## TRY IT:
Look through the records below for the line with "impl Default for EventBusConfig" and the line with "of the masterchain", then return those lines and all lines between, exactly.

===== DATASET ENTRIES

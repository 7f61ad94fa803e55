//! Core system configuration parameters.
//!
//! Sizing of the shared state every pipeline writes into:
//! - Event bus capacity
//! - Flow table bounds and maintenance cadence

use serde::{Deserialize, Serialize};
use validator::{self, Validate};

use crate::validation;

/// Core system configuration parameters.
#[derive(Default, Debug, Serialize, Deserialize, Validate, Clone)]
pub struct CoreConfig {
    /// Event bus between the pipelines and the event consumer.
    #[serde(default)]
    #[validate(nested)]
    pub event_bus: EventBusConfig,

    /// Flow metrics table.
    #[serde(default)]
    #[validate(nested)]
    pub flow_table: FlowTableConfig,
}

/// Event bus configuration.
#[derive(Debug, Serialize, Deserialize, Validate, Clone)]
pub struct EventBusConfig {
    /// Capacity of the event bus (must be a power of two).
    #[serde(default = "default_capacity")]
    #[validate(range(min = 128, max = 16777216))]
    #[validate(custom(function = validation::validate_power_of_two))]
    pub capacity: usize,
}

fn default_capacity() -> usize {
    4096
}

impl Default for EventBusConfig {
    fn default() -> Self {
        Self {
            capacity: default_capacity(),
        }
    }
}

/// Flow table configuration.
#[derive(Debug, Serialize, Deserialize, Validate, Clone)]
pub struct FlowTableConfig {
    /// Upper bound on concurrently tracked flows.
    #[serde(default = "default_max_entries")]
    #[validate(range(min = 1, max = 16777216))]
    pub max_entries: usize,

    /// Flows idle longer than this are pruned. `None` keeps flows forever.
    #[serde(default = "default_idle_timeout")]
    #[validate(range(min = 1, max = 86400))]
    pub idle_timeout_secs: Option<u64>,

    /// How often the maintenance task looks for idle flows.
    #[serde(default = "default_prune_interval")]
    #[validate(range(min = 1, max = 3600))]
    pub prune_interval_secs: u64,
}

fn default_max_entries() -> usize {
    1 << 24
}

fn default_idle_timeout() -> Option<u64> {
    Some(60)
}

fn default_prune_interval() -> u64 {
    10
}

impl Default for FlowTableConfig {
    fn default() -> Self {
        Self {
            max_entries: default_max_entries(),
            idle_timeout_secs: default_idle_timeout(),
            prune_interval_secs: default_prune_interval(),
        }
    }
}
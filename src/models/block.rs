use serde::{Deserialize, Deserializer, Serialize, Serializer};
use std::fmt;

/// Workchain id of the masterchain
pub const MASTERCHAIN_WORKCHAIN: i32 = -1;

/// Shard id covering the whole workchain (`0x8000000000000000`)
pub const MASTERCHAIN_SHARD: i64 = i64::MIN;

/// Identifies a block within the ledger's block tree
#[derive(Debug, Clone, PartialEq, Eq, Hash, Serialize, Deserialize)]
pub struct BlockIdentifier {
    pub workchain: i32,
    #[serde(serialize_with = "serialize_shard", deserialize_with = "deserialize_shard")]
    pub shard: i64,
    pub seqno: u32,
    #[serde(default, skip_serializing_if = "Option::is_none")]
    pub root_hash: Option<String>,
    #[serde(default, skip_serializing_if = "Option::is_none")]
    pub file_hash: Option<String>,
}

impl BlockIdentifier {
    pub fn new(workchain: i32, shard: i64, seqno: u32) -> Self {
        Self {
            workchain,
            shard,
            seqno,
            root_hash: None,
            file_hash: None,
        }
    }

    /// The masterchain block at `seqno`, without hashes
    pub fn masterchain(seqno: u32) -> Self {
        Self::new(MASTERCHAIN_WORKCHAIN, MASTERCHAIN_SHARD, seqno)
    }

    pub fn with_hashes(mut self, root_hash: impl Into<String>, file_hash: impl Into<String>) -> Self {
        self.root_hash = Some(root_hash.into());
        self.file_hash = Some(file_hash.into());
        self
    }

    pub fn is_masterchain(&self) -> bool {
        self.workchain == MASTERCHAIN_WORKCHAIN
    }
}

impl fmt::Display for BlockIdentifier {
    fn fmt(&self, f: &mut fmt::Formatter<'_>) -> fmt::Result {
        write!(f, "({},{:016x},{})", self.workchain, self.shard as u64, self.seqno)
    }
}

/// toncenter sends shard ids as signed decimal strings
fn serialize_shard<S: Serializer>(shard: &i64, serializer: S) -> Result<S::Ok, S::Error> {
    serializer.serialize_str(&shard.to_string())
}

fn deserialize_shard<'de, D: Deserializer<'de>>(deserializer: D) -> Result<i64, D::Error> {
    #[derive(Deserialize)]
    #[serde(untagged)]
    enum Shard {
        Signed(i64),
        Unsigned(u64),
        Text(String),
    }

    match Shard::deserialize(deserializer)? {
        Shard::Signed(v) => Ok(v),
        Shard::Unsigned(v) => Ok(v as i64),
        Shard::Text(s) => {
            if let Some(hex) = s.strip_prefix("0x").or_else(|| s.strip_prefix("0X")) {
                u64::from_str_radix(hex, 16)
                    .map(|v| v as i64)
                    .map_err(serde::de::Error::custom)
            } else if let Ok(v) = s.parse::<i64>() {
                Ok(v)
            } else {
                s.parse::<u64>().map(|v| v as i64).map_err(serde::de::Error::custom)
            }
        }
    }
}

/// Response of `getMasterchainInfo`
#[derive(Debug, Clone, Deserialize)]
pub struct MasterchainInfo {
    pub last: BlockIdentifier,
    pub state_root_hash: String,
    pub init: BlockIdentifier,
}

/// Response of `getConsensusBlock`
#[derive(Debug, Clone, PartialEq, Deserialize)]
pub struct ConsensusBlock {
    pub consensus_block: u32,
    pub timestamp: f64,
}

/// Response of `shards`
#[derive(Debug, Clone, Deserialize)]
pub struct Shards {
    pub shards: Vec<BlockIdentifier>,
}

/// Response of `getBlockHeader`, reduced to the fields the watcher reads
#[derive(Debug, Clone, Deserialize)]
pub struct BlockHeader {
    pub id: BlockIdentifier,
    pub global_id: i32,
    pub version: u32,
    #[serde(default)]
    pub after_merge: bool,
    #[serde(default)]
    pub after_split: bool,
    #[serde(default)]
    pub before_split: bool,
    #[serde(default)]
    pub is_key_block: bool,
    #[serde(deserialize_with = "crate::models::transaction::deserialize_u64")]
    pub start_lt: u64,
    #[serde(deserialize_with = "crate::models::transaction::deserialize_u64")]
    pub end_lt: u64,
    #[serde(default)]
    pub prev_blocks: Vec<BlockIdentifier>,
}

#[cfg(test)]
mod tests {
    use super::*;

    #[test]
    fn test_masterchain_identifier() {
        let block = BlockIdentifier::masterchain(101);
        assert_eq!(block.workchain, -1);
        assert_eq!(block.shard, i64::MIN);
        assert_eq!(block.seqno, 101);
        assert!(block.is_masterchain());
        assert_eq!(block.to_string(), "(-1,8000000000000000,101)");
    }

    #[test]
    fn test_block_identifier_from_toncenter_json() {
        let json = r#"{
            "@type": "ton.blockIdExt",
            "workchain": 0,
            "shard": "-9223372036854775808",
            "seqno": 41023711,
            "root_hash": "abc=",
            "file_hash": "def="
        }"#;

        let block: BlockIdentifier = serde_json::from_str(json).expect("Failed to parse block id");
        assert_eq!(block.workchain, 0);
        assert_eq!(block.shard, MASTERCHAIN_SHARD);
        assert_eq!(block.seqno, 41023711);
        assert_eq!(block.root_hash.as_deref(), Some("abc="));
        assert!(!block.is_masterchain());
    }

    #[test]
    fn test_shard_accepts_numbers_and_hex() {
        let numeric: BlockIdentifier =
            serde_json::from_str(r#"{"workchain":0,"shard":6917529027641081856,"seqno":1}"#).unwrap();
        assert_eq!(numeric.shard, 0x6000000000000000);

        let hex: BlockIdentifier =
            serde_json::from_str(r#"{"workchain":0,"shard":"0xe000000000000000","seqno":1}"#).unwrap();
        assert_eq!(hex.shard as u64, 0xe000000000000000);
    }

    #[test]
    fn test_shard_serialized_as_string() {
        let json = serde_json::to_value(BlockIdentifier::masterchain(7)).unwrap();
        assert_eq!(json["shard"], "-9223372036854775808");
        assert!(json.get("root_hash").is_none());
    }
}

==========

## SOLUTION:
impl Default for EventBusConfig {
    fn default() -> Self {
        Self {
            capacity: default_capacity(),
        }
    }
}

/// Flow table configuration.
#[derive(Debug, Serialize, Deserialize, Validate, Clone)]
pub struct FlowTableConfig {
    /// Upper bound on concurrently tracked flows.
    #[serde(default = "default_max_entries")]
    #[validate(range(min = 1, max = 16777216))]
    pub max_entries: usize,

    /// Flows idle longer than this are pruned. `None` keeps flows forever.
    #[serde(default = "default_idle_timeout")]
    #[validate(range(min = 1, max = 86400))]
    pub idle_timeout_secs: Option<u64>,

    /// How often the maintenance task looks for idle flows.
    #[serde(default = "default_prune_interval")]
    #[validate(range(min = 1, max = 3600))]
    pub prune_interval_secs: u64,
}

fn default_max_entries() -> usize {
    1 << 24
}

fn default_idle_timeout() -> Option<u64> {
    Some(60)
}

fn default_prune_interval() -> u64 {
    10
}

impl Default for FlowTableConfig {
    fn default() -> Self {
        Self {
            max_entries: default_max_entries(),
            idle_timeout_secs: default_idle_timeout(),
            prune_interval_secs: default_prune_interval(),
        }
    }
}
filename src/models/block.rs
use serde::{Deserialize, Deserializer, Serialize, Serializer};
use std::fmt;

/// Workchain id of the masterchain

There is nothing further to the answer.